Red shovelers have a diet that includes herbs, grasses, pond weeds, widgeon grass, algae, and eelgrass. They also feed on small invertebrates. The bill is equipped with a lamellate filtering mechanism that allows the extraction of small items of food from the water. Pairs form in the wintering grounds, after often noisy courtship. Once a clutch of 7–8 eggs is laid, incubation lasts about 25–26 days, followed by 40–45 days of fledging. Red shovelers are partially migratory, with the southernmost birds migrating north during the winter season.

== Conservation ==
The red shoveler is a relatively common and widespread species, and is not currently considered at risk. However, it may suffer to an extent from the degradation of its wetland habitats. The species is classified as Least Concern on the IUCN Red List due to its extremely large range and apparently overall stable population.
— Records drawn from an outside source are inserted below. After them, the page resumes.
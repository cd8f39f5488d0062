//! Shared utilities for the imputation pipeline.
//!
//! Typed column access lives here so that every filler reads and writes the
//! table the same way: numeric columns as `Vec<Option<f64>>`, categorical
//! columns as `Vec<Option<String>>`, nulls as `None`.

use crate::error::{ImputationError, Result};
use crate::types::ColumnKind;
use polars::io::csv::read::{CsvParseOptions, CsvReadOptions, NullValues};
use polars::prelude::*;
use std::path::Path;

// =============================================================================
// Data Type Utilities
// =============================================================================

/// Check if a DataType is numeric (integer or float).
#[inline]
pub fn is_numeric_dtype(dtype: &DataType) -> bool {
    matches!(
        dtype,
        DataType::Int8
            | DataType::Int16
            | DataType::Int32
            | DataType::Int64
            | DataType::UInt8
            | DataType::UInt16
            | DataType::UInt32
            | DataType::UInt64
            | DataType::Float32
            | DataType::Float64
    )
}

/// Kind of a column as stored in the table.
pub fn column_kind(series: &Series) -> ColumnKind {
    if is_numeric_dtype(series.dtype()) {
        ColumnKind::Numeric
    } else {
        ColumnKind::Categorical
    }
}

/// Names of the columns of a DataFrame, in table order.
pub fn column_names(df: &DataFrame) -> Vec<String> {
    df.get_column_names()
        .iter()
        .map(|s| s.to_string())
        .collect()
}

/// Check whether a column exists.
pub fn has_column(df: &DataFrame, name: &str) -> bool {
    df.column(name).is_ok()
}

/// Total number of null cells across all columns.
pub fn total_missing(df: &DataFrame) -> usize {
    df.get_columns().iter().map(|col| col.null_count()).sum()
}

/// Read a CSV file with a header row. The literal `NA` is read as missing.
pub fn read_csv(path: &Path) -> Result<DataFrame> {
    let parse_options = CsvParseOptions::default()
        .with_quote_char(Some(b'"'))
        .with_null_values(Some(NullValues::AllColumnsSingle("NA".into())));

    let df = CsvReadOptions::default()
        .with_has_header(true)
        .with_infer_schema_length(Some(10_000))
        .with_parse_options(parse_options)
        .try_into_reader_with_file_path(Some(path.to_path_buf()))?
        .finish()?;
    Ok(df)
}

// =============================================================================
// Typed Column Access
// =============================================================================

/// Borrow a column as a Series, or signal `ColumnNotFound`.
pub fn column_series<'a>(df: &'a DataFrame, name: &str) -> Result<&'a Series> {
    df.column(name)
        .map(|col| col.as_materialized_series())
        .map_err(|_| ImputationError::ColumnNotFound(name.to_string()))
}

/// Number of missing cells in a column.
pub fn missing_count(df: &DataFrame, name: &str) -> Result<usize> {
    Ok(column_series(df, name)?.null_count())
}

/// A numeric column cast to Float64.
///
/// An all-null column of any dtype is accepted; a non-numeric column holding
/// values is a `TypeMismatch`.
pub fn numeric_series(df: &DataFrame, name: &str) -> Result<Series> {
    let series = column_series(df, name)?;
    if !is_numeric_dtype(series.dtype()) && series.null_count() != series.len() {
        return Err(ImputationError::TypeMismatch {
            column: name.to_string(),
            expected: "numeric".to_string(),
        });
    }
    Ok(series.cast(&DataType::Float64)?)
}

/// Read a numeric column.
pub fn numeric_values(df: &DataFrame, name: &str) -> Result<Vec<Option<f64>>> {
    let floats = numeric_series(df, name)?;
    Ok(floats.f64()?.into_iter().collect())
}

/// Read a column as text labels. Non-string columns are cast.
pub fn text_values(df: &DataFrame, name: &str) -> Result<Vec<Option<String>>> {
    let series = column_series(df, name)?;
    let strings = series.cast(&DataType::String)?;
    Ok(strings
        .str()?
        .into_iter()
        .map(|v| v.map(str::to_string))
        .collect())
}

/// Replace a column with numeric values (stored as Float64).
pub fn replace_numeric(df: &mut DataFrame, name: &str, values: Vec<Option<f64>>) -> Result<()> {
    df.replace(name, Series::new(name.into(), values))?;
    Ok(())
}

/// Replace a column with text values (stored as String).
pub fn replace_text(df: &mut DataFrame, name: &str, values: Vec<Option<String>>) -> Result<()> {
    df.replace(name, Series::new(name.into(), values))?;
    Ok(())
}

// =============================================================================
// Statistics
// =============================================================================

/// Median of the present values of a numeric column, with the even-count
/// midpoint average. `None` when nothing is present.
pub fn column_median(df: &DataFrame, name: &str) -> Result<Option<f64>> {
    let floats = numeric_series(df, name)?;
    Ok(floats.f64()?.median())
}

/// Linearly interpolated quantile of the present values of a numeric column.
pub fn column_quantile(df: &DataFrame, name: &str, q: f64) -> Result<Option<f64>> {
    let floats = numeric_series(df, name)?;
    Ok(floats.f64()?.quantile(q, QuantileMethod::Linear)?)
}

// =============================================================================
// Tests
// =============================================================================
Unfortunately, the wetland habitats used for nesting by this species are under threat by problems such as eutrophication due to agriculture runoff, which causes a loss in aquatic plants, making it difficult for the ducks to find food reliably much less build nests out of said aquatic/herbaceous plants along with grazing cattle trampling down nests and vegetation needed to hide the nests to begin with. This means that despite their species being considered under the category of Least Concern, actual steps need to be taken towards the conservation of this species by both regular farmers and the wetland areas dedicated to conservation where they are supposedly protected from things like tourism, fishing, and hunting, as their true numbers in the wild are unknown because this species is so spread out.